Louise Bernardina Maria (Loekie) van Maaren-van Balen (born 9 March 1946 in Wormerveer) is a former Dutch politician. She became known nationwide during her term of office as the mayor of Leeuwarden.

Biography
Van Maaren was born in Wormerveer, now part of the North Holland municipality of Zaanstad.

In the 70s she worked as a teacher of social science and community work at the Social Academy of The Hague. She did community work in Haarlem as an employee of "Provinciaal Opbouworgaan Haarlem". Because of her work she became interested in politics and decided to join the PvdA in 1975.
Three year later she was sworn in as councillor for municipality of Haarlem. In 1983 she became an alderman in Haarlem. Eight years later, in 1991, she applied for the job of burgomaster of Weert, a municipality in the province of Limburg.

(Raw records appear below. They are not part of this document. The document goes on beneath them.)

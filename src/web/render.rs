//! Server-rendered HTML for the single-page UI.
//!
//! No template engine: the page is a single Bootstrap card assembled from
//! string fragments, with user-controlled content HTML-escaped.

use crate::classifier::Category;
use crate::pipeline::Analysis;

/// What the page shows below the paste-or-upload form.
pub enum PageView<'a> {
    /// Just the form.
    Form,
    /// The form plus a classification result.
    Result(&'a Analysis),
    /// The form plus a warning alert.
    Error(&'a str),
}

const PAGE_HEAD: &str = r#"<!doctype html>
<html lang="pt-br">
  <head>
    <meta charset="utf-8">
    <meta name="viewport" content="width=device-width, initial-scale=1">
    <title>Email Classifier — Demo</title>
    <link href="https://cdn.jsdelivr.net/npm/bootstrap@5.3.2/dist/css/bootstrap.min.css" rel="stylesheet">
    <style>
      body { background: linear-gradient(120deg,#f8fafc,#eef2ff); }
      .card { box-shadow: 0 6px 18px rgba(15,23,42,0.08); border-radius:12px }
      textarea { min-height:160px }
      .result-badge { font-weight:600 }
    </style>
  </head>
  <body>
    <div class="container py-5">
      <div class="row justify-content-center">
        <div class="col-md-9">
          <div class="card p-4">
            <h3 class="mb-1">Classificador de Emails — Demo</h3>
            <p class="text-muted">Cole o texto do email ou envie um arquivo (.txt ou .pdf). O sistema irá classificar e sugerir uma resposta automática.</p>

            <form id="emailForm" method="post" action="/process" enctype="multipart/form-data">
              <div class="mb-3">
                <label class="form-label">Colar texto do email</label>
                <textarea name="email_text" class="form-control" placeholder="Cole aqui o corpo do email..."></textarea>
              </div>
              <div class="mb-3">
                <label class="form-label">Ou faça upload do arquivo</label>
                <input class="form-control" type="file" name="email_file" accept=".txt,.pdf">
              </div>
              <div class="d-flex gap-2">
                <button class="btn btn-primary" type="submit">Processar</button>
                <button class="btn btn-outline-secondary" type="button" onclick="fillExamples()">Exemplo</button>
                <a class="btn btn-link text-muted" href="/download_sample">Baixar amostra</a>
              </div>
            </form>
"#;

const PAGE_FOOT: &str = r#"
          </div>
          <div class="text-center mt-3 small text-muted">Feito para desafio — adaptável para produção.</div>
        </div>
      </div>
    </div>

    <script>
      function fillExamples(){
        const area = document.querySelector('textarea[name=email_text]');
        area.value = "Olá, gostaria de saber o status do protocolo 2024-567. Já faz 10 dias e não tivemos atualização.\nAtenciosamente, Cliente";
      }
    </script>
  </body>
</html>
"#;

/// Render the full page for the given view.
pub fn page(view: PageView<'_>) -> String {
    let mut html = String::with_capacity(PAGE_HEAD.len() + PAGE_FOOT.len() + 1024);
    html.push_str(PAGE_HEAD);
    match view {
        PageView::Form => {}
        PageView::Result(analysis) => html.push_str(&result_fragment(analysis)),
        PageView::Error(message) => html.push_str(&error_fragment(message)),
    }
    html.push_str(PAGE_FOOT);
    html
}

fn result_fragment(analysis: &Analysis) -> String {
    let badge = match analysis.category {
        Category::Produtivo => "success",
        Category::Improdutivo => "secondary",
    };
    format!(
        r#"            <hr>
            <h5>Resultado</h5>
            <p>Categoria: <span class="badge bg-{badge} result-badge">{category}</span></p>
            <h6>Resposta sugerida</h6>
            <div class="border rounded p-3 bg-white">
              <pre style="white-space:pre-wrap;">{reply}</pre>
            </div>
            <h6 class="mt-3">Trecho do email (pré-processado)</h6>
            <div class="small text-muted">{preview}</div>
"#,
        category = analysis.category.label(),
        reply = escape_html(&analysis.reply.text),
        preview = escape_html(&analysis.preview),
    )
}

fn error_fragment(message: &str) -> String {
    format!(
        r#"            <hr>
            <div class="alert alert-warning mb-0" role="alert">{}</div>
"#,
        escape_html(message)
    )
}

fn escape_html(text: &str) -> String {
    let mut escaped = String::with_capacity(text.len());
    for c in text.chars() {
        match c {
            '&' => escaped.push_str("&amp;"),
            '<' => escaped.push_str("&lt;"),
            '>' => escaped.push_str("&gt;"),
            '"' => escaped.push_str("&quot;"),
            '\'' => escaped.push_str("&#39;"),
            _ => escaped.push(c),
        }
    }
    escaped
}
//! Text normalization and feature extraction.

pub mod preprocess;
pub mod tfidf;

She is praised for her good presentation, compassion and firmness.

Mayor of Leeuwarden
The post of mayor of Leeuwarden became available after the departure of Haijo Apotheker, who became minister. Loekie received a call and expressed her interest. She felt she needed the challenge after being the mayor of Weert for eight years. The high unemployment rate, a dated housing file and internal difficulties after a huge reorganisation. Enough reason for her to apply for the job.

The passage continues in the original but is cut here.